— What the exercise asks —
Identify the line that contains "while let Some(idx)" in the material. Output it and every line after it, unchanged, through the end.

+ + + + + + +

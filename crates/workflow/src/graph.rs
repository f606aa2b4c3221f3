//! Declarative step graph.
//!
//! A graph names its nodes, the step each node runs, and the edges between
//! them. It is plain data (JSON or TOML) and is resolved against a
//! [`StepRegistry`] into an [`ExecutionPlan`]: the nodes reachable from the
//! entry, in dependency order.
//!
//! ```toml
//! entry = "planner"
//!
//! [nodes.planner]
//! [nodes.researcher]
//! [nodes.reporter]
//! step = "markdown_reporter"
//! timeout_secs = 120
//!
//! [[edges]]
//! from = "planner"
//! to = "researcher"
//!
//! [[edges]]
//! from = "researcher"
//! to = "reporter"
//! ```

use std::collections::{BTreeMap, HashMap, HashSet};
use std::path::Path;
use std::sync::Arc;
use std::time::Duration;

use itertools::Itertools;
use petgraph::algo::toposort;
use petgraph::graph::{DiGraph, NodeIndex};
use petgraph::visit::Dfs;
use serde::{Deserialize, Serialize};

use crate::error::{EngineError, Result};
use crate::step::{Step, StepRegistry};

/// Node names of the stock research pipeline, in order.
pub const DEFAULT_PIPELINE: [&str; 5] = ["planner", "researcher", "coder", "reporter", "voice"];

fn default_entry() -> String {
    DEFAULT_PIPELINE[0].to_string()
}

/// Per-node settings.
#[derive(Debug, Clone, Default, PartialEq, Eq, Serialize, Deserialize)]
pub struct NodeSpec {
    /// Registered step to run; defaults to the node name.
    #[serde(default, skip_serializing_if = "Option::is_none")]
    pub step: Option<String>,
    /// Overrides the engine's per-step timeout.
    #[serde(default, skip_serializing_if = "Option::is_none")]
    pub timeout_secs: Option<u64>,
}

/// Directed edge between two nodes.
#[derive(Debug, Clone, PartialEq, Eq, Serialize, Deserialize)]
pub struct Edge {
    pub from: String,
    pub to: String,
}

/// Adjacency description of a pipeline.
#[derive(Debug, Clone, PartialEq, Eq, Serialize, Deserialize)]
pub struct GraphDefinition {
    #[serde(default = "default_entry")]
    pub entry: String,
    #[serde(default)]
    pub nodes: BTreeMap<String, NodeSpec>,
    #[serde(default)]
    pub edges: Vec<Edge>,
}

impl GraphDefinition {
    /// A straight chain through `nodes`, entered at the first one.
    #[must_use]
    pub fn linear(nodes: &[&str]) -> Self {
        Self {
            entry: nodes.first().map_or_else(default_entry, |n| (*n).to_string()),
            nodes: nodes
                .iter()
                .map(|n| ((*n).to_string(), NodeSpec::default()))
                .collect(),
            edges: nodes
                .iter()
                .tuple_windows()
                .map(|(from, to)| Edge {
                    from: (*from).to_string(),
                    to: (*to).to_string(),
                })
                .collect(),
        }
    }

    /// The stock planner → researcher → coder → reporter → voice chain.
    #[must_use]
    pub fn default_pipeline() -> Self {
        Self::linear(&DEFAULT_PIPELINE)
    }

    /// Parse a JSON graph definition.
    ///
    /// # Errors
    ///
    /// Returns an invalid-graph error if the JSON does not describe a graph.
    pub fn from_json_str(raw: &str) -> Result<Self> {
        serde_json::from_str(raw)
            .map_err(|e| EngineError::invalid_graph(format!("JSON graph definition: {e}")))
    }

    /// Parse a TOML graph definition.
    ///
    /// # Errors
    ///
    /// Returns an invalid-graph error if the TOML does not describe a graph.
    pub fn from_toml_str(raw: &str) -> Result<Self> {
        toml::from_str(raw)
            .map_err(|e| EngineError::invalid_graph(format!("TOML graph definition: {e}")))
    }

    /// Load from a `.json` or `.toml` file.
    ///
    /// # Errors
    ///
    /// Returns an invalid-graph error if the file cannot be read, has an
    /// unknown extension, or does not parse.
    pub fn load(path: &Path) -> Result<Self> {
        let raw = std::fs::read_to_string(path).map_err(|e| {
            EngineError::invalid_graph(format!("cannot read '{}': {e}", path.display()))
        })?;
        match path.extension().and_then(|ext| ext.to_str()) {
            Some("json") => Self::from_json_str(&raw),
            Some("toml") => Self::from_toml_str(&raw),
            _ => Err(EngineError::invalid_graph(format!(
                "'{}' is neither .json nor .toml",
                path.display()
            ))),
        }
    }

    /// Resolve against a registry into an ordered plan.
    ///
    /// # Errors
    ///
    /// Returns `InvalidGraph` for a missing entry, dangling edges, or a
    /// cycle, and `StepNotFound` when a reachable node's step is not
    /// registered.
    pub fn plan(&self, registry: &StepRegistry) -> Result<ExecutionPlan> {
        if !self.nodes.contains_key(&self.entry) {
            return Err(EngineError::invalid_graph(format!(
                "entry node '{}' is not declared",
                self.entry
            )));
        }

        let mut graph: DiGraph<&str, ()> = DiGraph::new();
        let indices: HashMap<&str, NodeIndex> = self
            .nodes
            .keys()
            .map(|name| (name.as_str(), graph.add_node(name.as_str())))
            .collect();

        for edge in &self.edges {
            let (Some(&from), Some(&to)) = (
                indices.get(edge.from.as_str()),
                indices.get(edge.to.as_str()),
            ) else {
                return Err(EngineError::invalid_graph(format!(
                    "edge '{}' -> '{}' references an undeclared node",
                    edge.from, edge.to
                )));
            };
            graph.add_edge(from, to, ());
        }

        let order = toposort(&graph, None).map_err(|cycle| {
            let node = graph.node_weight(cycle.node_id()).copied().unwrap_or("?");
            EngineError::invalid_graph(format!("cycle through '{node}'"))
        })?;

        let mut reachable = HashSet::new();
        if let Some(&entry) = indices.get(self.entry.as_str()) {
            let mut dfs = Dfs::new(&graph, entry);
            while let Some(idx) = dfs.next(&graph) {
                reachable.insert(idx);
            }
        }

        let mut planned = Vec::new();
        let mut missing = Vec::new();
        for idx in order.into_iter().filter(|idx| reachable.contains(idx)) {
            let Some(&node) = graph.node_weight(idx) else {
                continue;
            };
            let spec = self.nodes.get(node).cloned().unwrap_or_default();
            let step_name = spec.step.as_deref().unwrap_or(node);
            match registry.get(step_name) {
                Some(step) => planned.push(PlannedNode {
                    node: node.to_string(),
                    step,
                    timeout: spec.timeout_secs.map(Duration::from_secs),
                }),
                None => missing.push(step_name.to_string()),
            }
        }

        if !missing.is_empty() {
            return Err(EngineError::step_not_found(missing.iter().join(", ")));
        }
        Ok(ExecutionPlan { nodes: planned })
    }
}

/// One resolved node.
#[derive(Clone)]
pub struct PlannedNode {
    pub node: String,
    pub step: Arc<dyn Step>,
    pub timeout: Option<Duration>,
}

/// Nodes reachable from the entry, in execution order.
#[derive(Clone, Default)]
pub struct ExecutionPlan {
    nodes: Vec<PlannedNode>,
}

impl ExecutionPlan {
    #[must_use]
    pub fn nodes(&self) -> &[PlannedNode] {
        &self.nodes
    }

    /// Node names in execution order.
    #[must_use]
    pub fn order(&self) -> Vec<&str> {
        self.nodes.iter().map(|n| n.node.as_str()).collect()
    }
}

+ + + + + + +

— Reply to the exercise —
            while let Some(idx) = dfs.next(&graph) {
                reachable.insert(idx);
            }
        }

        let mut planned = Vec::new();
        let mut missing = Vec::new();
        for idx in order.into_iter().filter(|idx| reachable.contains(idx)) {
            let Some(&node) = graph.node_weight(idx) else {
                continue;
            };
            let spec = self.nodes.get(node).cloned().unwrap_or_default();
            let step_name = spec.step.as_deref().unwrap_or(node);
            match registry.get(step_name) {
                Some(step) => planned.push(PlannedNode {
                    node: node.to_string(),
                    step,
                    timeout: spec.timeout_secs.map(Duration::from_secs),
                }),
                None => missing.push(step_name.to_string()),
            }
        }

        if !missing.is_empty() {
            return Err(EngineError::step_not_found(missing.iter().join(", ")));
        }
        Ok(ExecutionPlan { nodes: planned })
    }
}

/// One resolved node.
#[derive(Clone)]
pub struct PlannedNode {
    pub node: String,
    pub step: Arc<dyn Step>,
    pub timeout: Option<Duration>,
}

/// Nodes reachable from the entry, in execution order.
#[derive(Clone, Default)]
pub struct ExecutionPlan {
    nodes: Vec<PlannedNode>,
}

impl ExecutionPlan {
    #[must_use]
    pub fn nodes(&self) -> &[PlannedNode] {
        &self.nodes
    }

    /// Node names in execution order.
    #[must_use]
    pub fn order(&self) -> Vec<&str> {
        self.nodes.iter().map(|n| n.node.as_str()).collect()
    }
}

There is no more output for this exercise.